Now, if its truly a matter of identity, how is replacing your sexual preference (as identity) any different than being identified by being "man?" At the end of the day, its the same identity crisis.

But that's what you get when you pick and choose scriptures to prop up your doctrine of faith and make it resonate to your cohort of followers. Either the Bible told the truth, or its a lie. But when it says, "because of my death and resurrection, there's no Jew or Greek, male or female, free or slave, etc..." how do we respond (Galatians 3:28)?

I think in that moment, all issues of identity changed (or at least should have). I struggle with my identity as do most people. I'm defined by my jobs, relationships, status, emotions, etc. But I'm working through it in response to my true identity being in Jesus.

Anything short of that is a distraction and hurts the Church in the long run.

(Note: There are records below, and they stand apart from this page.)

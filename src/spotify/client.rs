use std::sync::Arc;

use reqwest::{Client, Response, StatusCode};
use serde::de::DeserializeOwned;
use tracing::warn;

use super::{ApiError, ensure_success};
use crate::management::{TokenManager, TokenRefresher, TokenStore};

/// Web API client that always presents a valid token.
///
/// A 401 despite a fresh-looking token triggers one forced refresh and one
/// retry of the same call; a second 401 is returned to the caller.
pub struct SpotifyClient<S, R> {
    http: Client,
    api_url: String,
    tokens: Arc<TokenManager<S, R>>,
}

impl<S, R> SpotifyClient<S, R>
where
    S: TokenStore + Sync,
    R: TokenRefresher + Sync,
{
    /// Creates a client for the Web API at `api_url`.
    ///
    /// # Arguments
    ///
    /// * `api_url` - Web API base such as `https://api.spotify.com/v1`; a
    ///   trailing slash is ignored
    /// * `tokens` - Token manager shared with the rest of the session
    pub fn new(api_url: impl Into<String>, tokens: Arc<TokenManager<S, R>>) -> Self {
        Self {
            http: Client::new(),
            api_url: api_url.into().trim_end_matches('/').to_string(),
            tokens,
        }
    }

    /// Performs an authorized `GET` and decodes the JSON body.
    ///
    /// # Arguments
    ///
    /// * `endpoint` - Path below the API base, starting with `/`
    ///
    /// # Returns
    ///
    /// Returns a `Result` containing:
    /// - `Ok(T)` - The decoded response body
    /// - `Err(ApiError::Unauthorized)` - No token could be obtained, the
    ///   refresh after a 401 failed, or the retry got a 401 as well
    /// - `Err(ApiError::Status)` - Any other non-success status
    /// - `Err(ApiError::Http)` - Network or decoding failure
    ///
    /// # Retry
    ///
    /// Only a 401 is retried, and only once. The refresh goes through
    /// [`TokenManager::force_refresh`], so several calls failing with the
    /// same stale token still share one refresh request.
    pub async fn get_json<T: DeserializeOwned>(&self, endpoint: &str) -> Result<T, ApiError> {
        let token = self
            .tokens
            .get_valid_token()
            .await
            .ok_or(ApiError::Unauthorized)?;

        let res = self.send(endpoint, &token).await?;
        if res.status() != StatusCode::UNAUTHORIZED {
            return Ok(ensure_success(res).await?.json().await?);
        }

        warn!(endpoint, "access token rejected, refreshing once");
        let fresh = self
            .tokens
            .force_refresh(&token)
            .await
            .ok_or(ApiError::Unauthorized)?;

        let retry = self.send(endpoint, &fresh).await?;
        Ok(ensure_success(retry).await?.json().await?)
    }

    async fn send(&self, endpoint: &str, token: &str) -> Result<Response, ApiError> {
        Ok(self
            .http
            .get(format!("{}{}", self.api_url, endpoint))
            .bearer_auth(token)
            .send()
            .await?)
    }
}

I hope this discussion will fade away (soon) and that the damage will be minimal; but the voices are loud and cocksure. The cohort likes the doctrine, and I'm worried about damage control.

Thoughts?

Peace,
Ross

2 comments:

michael j. kimpan said...

LOVE the pic. here's my contribution to the same discussion 'so manly.' http://wp.me/pJtMt-gJ via @michaeljkimpan

Kathryn said...

I agree 100% with you on the critiques of this cocksure conversation that you offer, which seem to be that it distorts/confines the nature of God and that it further contributes to heterosexist identity politics within Christianity. I'd also offer that his account is also just also terribly sexist. Sounds like we of the "counter-cohort" might also include problematizing Piper's limited and limiting gender binaries.